What you will do
Across the records, how many lines contain "more"? Answer with the number alone.

Source information
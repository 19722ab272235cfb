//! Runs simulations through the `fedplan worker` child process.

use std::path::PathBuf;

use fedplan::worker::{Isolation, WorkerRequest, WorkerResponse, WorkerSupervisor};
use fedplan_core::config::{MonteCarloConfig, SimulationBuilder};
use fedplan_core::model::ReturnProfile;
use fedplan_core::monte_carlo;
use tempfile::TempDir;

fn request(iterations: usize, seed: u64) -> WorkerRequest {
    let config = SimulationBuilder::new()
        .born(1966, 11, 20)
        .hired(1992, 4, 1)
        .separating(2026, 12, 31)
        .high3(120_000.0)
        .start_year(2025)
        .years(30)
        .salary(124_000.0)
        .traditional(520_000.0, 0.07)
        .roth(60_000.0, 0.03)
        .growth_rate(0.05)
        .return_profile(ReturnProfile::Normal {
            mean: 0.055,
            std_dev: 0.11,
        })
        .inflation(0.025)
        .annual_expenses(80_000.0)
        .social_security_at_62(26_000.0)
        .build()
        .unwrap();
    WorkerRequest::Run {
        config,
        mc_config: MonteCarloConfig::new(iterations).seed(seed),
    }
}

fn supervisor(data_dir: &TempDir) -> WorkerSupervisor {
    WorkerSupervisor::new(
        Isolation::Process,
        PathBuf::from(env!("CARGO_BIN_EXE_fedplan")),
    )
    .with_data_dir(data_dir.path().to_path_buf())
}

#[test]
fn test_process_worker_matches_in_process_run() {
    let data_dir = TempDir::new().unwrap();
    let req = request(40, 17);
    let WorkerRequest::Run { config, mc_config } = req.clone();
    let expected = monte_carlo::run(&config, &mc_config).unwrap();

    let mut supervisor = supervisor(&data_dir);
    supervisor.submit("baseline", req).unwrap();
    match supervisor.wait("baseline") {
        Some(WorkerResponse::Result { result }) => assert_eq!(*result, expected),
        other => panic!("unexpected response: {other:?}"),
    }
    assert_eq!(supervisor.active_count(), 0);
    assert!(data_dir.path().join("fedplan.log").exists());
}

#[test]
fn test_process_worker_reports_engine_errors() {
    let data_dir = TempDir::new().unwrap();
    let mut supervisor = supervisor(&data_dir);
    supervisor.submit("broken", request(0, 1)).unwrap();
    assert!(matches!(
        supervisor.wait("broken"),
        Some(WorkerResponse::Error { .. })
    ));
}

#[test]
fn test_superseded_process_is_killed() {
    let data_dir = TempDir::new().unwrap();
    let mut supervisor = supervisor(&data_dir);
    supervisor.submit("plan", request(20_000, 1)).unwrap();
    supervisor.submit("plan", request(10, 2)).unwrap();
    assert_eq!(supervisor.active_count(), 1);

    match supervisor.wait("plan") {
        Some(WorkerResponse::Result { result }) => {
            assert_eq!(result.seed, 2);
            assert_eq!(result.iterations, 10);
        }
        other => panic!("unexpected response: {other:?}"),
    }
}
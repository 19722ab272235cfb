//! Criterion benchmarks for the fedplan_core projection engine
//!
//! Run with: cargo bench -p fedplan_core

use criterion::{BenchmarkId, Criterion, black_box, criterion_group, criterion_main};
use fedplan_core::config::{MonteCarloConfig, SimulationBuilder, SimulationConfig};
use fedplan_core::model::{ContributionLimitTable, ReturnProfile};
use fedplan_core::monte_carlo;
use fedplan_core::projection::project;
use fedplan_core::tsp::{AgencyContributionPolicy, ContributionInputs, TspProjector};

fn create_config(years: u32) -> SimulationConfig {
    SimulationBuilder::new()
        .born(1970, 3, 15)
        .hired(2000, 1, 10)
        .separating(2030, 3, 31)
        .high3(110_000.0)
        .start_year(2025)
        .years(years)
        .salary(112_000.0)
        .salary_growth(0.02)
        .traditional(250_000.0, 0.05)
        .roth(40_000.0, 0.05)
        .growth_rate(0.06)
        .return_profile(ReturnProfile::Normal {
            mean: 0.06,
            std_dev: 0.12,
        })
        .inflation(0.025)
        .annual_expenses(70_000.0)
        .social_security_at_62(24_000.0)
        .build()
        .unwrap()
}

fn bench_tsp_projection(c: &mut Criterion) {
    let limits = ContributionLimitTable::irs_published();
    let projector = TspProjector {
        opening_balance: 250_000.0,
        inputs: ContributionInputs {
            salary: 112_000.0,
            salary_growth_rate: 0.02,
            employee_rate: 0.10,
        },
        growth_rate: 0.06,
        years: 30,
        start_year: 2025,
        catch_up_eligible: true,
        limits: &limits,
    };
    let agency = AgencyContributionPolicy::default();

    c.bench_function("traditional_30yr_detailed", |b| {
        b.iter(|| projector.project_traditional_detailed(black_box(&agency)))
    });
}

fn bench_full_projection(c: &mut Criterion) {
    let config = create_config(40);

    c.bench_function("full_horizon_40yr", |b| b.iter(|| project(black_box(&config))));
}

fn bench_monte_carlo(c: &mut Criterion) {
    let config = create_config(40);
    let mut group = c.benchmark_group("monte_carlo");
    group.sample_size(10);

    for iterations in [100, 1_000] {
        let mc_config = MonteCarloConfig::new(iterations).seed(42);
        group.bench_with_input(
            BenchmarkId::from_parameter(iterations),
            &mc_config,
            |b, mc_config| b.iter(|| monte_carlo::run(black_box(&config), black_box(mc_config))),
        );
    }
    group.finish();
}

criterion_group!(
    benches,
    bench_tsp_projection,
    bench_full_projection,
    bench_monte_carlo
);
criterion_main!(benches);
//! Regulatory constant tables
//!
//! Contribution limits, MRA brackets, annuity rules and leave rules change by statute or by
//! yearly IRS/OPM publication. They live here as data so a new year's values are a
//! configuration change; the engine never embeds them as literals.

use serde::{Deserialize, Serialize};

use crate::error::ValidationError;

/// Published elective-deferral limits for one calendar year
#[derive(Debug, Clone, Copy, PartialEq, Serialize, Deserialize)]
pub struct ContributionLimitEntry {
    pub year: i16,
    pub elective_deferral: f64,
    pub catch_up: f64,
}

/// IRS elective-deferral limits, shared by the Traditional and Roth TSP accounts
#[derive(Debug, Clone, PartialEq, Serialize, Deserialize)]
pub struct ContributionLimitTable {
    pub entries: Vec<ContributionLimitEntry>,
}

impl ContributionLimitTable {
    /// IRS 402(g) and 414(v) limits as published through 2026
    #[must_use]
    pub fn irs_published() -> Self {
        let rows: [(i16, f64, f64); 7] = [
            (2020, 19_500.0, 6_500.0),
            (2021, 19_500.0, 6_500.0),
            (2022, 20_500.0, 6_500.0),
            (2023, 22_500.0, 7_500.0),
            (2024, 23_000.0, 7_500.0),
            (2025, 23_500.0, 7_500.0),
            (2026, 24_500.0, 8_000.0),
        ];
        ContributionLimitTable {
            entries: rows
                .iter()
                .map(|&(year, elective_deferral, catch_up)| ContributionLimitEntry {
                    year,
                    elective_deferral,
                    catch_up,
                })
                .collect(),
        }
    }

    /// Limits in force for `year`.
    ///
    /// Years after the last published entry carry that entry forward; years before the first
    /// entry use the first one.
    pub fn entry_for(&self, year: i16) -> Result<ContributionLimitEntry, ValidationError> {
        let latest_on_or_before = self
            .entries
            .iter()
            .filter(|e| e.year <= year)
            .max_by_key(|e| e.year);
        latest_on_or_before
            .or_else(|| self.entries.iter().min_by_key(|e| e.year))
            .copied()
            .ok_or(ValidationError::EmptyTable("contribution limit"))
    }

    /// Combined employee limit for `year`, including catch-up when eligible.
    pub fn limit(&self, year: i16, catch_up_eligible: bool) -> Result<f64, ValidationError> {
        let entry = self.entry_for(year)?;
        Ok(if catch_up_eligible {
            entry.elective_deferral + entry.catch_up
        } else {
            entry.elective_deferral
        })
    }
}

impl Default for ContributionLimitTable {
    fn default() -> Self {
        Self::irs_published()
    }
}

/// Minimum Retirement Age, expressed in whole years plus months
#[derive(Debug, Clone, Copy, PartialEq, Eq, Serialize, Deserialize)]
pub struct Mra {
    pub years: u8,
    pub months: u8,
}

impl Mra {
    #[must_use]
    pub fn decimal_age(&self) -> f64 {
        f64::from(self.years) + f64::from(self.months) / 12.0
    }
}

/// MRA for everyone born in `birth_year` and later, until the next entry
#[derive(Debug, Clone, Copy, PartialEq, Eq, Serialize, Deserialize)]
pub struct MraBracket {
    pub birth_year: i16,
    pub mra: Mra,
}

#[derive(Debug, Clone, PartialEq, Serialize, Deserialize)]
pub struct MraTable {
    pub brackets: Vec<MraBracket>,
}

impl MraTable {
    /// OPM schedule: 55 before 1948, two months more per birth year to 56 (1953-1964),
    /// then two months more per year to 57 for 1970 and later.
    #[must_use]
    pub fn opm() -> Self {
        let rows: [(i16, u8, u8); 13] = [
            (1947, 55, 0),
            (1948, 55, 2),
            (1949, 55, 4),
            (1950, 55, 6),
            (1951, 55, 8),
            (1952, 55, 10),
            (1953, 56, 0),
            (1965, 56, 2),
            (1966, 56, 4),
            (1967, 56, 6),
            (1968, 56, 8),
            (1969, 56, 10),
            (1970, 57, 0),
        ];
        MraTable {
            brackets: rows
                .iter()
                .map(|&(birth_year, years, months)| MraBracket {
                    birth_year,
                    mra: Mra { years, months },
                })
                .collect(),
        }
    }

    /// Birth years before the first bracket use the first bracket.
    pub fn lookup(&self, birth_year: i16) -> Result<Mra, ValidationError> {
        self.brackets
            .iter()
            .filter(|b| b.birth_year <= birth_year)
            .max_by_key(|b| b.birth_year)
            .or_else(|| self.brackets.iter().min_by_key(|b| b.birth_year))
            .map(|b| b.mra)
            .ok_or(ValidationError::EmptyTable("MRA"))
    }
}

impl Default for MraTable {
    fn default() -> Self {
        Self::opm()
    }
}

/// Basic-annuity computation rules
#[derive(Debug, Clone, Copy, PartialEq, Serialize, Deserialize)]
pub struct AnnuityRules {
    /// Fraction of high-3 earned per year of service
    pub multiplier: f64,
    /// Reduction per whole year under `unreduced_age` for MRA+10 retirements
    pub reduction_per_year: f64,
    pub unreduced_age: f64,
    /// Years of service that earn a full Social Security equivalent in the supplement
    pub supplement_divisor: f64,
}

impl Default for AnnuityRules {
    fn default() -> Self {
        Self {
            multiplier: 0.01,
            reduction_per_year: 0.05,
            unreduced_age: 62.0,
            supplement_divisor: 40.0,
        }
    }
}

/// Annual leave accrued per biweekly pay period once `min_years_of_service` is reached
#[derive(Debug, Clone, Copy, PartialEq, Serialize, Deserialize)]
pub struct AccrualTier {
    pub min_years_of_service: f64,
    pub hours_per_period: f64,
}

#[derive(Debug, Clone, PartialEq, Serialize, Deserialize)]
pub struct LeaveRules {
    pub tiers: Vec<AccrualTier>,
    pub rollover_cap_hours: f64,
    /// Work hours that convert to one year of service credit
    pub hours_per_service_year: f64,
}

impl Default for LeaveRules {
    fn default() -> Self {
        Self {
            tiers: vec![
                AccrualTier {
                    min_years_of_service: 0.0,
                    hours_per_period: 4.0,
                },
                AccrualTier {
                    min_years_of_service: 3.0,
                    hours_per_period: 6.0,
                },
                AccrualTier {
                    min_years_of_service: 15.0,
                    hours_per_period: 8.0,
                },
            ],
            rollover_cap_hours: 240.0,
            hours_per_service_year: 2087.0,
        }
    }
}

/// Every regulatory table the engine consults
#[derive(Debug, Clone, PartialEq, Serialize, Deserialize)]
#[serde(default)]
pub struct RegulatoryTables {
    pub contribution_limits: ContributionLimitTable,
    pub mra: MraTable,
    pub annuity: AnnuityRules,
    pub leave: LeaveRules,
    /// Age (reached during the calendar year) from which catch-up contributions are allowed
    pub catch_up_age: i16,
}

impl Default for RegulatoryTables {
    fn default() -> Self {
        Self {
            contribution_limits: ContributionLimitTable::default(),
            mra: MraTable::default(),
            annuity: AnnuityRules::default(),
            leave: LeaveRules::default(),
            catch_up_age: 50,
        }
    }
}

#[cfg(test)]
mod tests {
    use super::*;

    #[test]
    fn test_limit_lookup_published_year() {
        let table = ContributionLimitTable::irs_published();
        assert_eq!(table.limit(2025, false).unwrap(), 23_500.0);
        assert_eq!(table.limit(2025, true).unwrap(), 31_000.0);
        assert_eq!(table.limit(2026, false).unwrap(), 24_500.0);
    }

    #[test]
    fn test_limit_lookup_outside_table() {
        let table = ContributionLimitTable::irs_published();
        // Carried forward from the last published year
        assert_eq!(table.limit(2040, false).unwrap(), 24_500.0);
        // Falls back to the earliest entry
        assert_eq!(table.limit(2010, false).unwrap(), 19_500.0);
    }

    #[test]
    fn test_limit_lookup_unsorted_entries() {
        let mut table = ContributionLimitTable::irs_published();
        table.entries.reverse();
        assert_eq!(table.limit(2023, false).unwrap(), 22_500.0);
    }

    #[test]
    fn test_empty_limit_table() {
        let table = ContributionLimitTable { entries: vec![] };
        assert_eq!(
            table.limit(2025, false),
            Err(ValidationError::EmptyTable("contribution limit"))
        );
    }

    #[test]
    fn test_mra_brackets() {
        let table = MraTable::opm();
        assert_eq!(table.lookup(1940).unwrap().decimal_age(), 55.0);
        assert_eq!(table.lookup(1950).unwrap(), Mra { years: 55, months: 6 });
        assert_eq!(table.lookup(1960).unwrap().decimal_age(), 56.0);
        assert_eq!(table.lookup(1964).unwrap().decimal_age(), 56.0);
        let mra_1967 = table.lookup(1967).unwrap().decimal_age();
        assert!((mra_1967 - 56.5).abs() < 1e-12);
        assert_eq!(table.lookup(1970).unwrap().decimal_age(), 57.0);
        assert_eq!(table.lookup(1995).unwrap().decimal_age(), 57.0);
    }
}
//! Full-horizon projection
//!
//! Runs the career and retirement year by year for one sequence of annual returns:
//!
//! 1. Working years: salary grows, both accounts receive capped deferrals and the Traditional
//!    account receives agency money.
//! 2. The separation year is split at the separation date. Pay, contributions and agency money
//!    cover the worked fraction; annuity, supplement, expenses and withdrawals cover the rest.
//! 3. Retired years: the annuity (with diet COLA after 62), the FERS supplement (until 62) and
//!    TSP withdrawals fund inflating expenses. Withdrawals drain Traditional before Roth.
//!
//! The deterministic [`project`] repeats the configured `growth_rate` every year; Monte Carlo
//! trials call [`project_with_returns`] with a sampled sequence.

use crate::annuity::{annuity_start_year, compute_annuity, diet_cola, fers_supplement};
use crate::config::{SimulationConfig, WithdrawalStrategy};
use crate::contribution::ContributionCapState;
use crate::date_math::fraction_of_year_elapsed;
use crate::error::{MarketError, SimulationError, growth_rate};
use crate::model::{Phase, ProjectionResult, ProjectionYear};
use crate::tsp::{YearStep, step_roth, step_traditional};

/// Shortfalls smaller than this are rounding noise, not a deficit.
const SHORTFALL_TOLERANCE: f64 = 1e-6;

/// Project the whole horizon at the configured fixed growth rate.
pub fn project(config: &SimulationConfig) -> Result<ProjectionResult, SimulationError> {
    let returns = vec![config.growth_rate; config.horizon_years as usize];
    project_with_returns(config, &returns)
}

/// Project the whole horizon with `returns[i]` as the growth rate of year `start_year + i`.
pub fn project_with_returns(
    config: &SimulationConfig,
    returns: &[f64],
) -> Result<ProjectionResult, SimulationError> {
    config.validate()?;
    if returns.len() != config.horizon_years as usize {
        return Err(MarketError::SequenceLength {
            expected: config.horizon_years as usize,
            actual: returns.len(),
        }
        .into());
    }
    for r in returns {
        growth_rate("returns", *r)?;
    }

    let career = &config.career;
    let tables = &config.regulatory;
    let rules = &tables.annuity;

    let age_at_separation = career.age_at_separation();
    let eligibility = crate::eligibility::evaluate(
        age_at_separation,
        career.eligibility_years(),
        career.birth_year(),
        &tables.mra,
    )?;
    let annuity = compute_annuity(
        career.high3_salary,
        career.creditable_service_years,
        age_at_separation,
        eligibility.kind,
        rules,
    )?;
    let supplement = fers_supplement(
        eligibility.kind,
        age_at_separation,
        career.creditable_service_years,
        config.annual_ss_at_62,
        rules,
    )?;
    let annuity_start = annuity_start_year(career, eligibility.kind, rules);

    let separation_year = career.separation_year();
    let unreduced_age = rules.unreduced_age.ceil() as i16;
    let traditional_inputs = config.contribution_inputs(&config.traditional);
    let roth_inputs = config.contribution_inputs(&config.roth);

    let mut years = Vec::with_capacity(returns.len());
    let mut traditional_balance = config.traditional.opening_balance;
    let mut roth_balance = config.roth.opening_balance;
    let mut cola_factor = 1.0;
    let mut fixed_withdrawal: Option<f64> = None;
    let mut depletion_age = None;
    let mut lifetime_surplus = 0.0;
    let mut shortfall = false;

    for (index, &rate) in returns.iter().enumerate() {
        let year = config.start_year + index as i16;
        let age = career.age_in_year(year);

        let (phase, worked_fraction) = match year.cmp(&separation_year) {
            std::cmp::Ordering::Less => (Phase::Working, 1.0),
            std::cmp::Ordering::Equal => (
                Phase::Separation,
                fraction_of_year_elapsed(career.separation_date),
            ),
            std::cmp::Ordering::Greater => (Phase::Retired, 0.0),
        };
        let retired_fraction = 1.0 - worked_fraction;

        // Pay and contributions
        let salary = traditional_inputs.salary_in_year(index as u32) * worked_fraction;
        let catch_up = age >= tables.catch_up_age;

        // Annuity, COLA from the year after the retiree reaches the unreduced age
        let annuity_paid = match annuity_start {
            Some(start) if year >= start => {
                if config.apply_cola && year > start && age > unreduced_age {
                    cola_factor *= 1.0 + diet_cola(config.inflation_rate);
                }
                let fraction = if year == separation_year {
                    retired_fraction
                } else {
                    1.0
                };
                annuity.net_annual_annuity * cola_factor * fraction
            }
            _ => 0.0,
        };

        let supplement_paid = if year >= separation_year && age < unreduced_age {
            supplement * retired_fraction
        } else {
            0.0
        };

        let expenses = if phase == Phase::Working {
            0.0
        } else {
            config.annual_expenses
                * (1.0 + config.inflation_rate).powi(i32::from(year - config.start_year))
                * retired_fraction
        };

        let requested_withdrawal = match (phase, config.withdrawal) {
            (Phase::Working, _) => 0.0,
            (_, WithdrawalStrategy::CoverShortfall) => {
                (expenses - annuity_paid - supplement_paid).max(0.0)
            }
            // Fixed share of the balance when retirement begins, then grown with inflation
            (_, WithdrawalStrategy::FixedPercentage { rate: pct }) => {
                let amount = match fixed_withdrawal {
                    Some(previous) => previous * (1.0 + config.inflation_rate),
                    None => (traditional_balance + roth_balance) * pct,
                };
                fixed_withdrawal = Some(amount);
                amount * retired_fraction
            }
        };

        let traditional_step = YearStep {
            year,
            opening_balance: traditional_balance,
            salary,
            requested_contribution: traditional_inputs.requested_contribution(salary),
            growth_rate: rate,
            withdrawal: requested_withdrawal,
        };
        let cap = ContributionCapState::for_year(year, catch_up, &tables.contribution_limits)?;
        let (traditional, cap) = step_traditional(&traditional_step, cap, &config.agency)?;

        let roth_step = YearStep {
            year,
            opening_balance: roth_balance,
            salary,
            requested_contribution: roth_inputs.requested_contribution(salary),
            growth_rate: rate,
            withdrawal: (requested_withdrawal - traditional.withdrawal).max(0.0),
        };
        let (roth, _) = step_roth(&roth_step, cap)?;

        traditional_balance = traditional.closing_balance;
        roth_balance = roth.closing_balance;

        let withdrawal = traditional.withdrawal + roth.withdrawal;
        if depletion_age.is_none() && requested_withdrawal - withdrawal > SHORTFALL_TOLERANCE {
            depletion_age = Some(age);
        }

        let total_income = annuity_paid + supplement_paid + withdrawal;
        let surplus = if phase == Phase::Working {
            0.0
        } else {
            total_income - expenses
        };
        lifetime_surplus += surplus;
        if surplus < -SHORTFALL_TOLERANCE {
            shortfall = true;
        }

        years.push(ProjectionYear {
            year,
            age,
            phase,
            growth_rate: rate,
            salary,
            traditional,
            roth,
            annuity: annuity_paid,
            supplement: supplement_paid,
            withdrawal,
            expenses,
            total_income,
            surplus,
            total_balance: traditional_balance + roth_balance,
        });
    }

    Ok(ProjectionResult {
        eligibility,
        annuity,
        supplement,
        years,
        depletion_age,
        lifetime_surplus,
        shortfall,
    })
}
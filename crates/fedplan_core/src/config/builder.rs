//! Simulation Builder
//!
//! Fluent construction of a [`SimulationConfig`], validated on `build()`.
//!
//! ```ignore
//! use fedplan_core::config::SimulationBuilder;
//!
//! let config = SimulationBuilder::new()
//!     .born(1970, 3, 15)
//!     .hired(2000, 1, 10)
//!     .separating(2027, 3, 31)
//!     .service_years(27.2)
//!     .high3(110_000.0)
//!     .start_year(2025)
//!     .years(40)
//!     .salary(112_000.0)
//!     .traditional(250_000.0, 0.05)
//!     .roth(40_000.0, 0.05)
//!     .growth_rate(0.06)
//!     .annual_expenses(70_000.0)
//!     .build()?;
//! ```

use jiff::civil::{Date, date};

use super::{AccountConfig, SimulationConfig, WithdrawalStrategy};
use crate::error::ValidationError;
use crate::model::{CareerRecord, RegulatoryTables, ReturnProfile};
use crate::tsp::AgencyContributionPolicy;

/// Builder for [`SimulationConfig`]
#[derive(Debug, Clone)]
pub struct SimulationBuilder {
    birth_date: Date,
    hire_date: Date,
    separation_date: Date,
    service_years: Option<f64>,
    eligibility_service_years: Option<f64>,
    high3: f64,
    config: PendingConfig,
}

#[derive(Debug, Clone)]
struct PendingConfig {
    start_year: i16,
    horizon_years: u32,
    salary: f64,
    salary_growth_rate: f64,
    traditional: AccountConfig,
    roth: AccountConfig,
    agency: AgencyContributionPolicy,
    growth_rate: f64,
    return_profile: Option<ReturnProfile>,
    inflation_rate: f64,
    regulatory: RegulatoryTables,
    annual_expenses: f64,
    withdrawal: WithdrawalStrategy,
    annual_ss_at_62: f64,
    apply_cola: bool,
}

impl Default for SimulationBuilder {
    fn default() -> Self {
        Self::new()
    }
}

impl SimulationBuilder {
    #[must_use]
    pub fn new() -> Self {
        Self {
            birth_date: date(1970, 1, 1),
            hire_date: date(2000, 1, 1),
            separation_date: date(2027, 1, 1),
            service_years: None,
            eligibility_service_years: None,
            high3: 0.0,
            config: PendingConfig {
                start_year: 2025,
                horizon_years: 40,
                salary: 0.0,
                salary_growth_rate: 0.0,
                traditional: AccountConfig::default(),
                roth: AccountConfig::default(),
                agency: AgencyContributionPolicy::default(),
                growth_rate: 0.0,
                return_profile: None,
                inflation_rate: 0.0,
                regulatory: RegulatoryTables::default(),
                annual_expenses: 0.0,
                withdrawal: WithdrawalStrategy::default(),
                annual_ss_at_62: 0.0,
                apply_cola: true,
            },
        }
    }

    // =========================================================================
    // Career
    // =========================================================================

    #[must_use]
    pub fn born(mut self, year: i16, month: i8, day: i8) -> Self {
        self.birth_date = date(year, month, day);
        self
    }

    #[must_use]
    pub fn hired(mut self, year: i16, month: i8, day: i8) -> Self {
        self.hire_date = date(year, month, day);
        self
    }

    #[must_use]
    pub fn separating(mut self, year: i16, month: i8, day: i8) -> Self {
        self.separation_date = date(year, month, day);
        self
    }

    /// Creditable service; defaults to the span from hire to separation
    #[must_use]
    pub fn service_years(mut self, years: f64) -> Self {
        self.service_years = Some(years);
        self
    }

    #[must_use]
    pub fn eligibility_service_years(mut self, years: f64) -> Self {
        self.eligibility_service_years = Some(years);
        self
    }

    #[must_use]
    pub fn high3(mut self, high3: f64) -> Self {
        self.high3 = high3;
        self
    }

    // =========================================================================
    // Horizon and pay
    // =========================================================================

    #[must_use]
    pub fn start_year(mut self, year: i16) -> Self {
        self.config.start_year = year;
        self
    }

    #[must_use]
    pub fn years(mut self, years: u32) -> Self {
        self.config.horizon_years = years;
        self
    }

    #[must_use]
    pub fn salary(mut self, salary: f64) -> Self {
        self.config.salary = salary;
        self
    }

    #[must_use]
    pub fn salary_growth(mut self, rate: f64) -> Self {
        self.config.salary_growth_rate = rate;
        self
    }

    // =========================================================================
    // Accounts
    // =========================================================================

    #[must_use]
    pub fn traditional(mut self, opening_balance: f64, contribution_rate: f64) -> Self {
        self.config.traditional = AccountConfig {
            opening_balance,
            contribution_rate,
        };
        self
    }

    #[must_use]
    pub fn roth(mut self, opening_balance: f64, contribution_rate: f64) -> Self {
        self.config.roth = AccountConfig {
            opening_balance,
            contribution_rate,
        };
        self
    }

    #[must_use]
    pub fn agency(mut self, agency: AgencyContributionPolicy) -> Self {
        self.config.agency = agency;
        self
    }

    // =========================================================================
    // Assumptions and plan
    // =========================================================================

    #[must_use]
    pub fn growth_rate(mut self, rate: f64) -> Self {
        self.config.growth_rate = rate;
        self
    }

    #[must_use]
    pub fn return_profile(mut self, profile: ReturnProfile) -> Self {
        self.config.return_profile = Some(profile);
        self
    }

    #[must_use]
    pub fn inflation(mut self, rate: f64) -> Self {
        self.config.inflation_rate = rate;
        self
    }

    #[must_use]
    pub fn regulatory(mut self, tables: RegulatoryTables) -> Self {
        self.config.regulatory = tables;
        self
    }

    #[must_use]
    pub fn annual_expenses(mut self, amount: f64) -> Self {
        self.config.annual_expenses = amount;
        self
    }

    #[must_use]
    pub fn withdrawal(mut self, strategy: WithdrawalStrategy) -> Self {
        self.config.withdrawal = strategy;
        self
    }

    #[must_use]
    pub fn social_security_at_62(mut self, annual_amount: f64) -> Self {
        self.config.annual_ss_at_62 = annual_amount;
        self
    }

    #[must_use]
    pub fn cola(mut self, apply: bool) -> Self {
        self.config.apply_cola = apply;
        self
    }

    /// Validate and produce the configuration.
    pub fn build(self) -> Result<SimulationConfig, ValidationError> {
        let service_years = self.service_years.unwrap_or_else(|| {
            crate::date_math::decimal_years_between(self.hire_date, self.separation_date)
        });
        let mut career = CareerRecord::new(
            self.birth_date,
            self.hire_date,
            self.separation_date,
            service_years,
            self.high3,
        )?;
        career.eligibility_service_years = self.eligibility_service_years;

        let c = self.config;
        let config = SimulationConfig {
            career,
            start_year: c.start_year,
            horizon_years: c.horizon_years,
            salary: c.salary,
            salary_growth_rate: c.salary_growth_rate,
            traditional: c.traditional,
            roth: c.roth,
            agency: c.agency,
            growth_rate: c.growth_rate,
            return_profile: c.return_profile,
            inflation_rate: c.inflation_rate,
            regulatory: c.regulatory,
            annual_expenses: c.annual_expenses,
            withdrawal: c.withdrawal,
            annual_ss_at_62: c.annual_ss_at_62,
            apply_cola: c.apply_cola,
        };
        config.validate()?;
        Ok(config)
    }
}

Response for this exercise
2